INSTRUCTIONS FOR THE TASK. Go through the listing beneath this task and return every line that carries the string "panel".
====
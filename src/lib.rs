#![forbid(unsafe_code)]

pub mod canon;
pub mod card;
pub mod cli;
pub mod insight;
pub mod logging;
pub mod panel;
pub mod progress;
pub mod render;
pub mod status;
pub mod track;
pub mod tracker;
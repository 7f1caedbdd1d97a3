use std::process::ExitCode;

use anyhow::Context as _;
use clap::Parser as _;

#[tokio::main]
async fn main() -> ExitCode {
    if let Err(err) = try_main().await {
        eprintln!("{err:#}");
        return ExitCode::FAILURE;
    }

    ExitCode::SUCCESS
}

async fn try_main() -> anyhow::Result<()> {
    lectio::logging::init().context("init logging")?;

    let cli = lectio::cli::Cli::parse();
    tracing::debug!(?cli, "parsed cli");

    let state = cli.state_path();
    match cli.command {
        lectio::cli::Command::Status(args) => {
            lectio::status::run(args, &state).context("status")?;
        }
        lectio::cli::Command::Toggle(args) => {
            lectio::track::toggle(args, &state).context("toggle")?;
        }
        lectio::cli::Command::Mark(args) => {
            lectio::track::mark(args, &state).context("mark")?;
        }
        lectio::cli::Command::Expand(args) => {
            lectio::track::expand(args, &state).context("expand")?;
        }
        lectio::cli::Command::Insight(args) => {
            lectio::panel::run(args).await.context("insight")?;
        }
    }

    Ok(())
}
====
RESULT OF THE TASK.
pub mod panel;
            lectio::panel::run(args).await.context("insight")?;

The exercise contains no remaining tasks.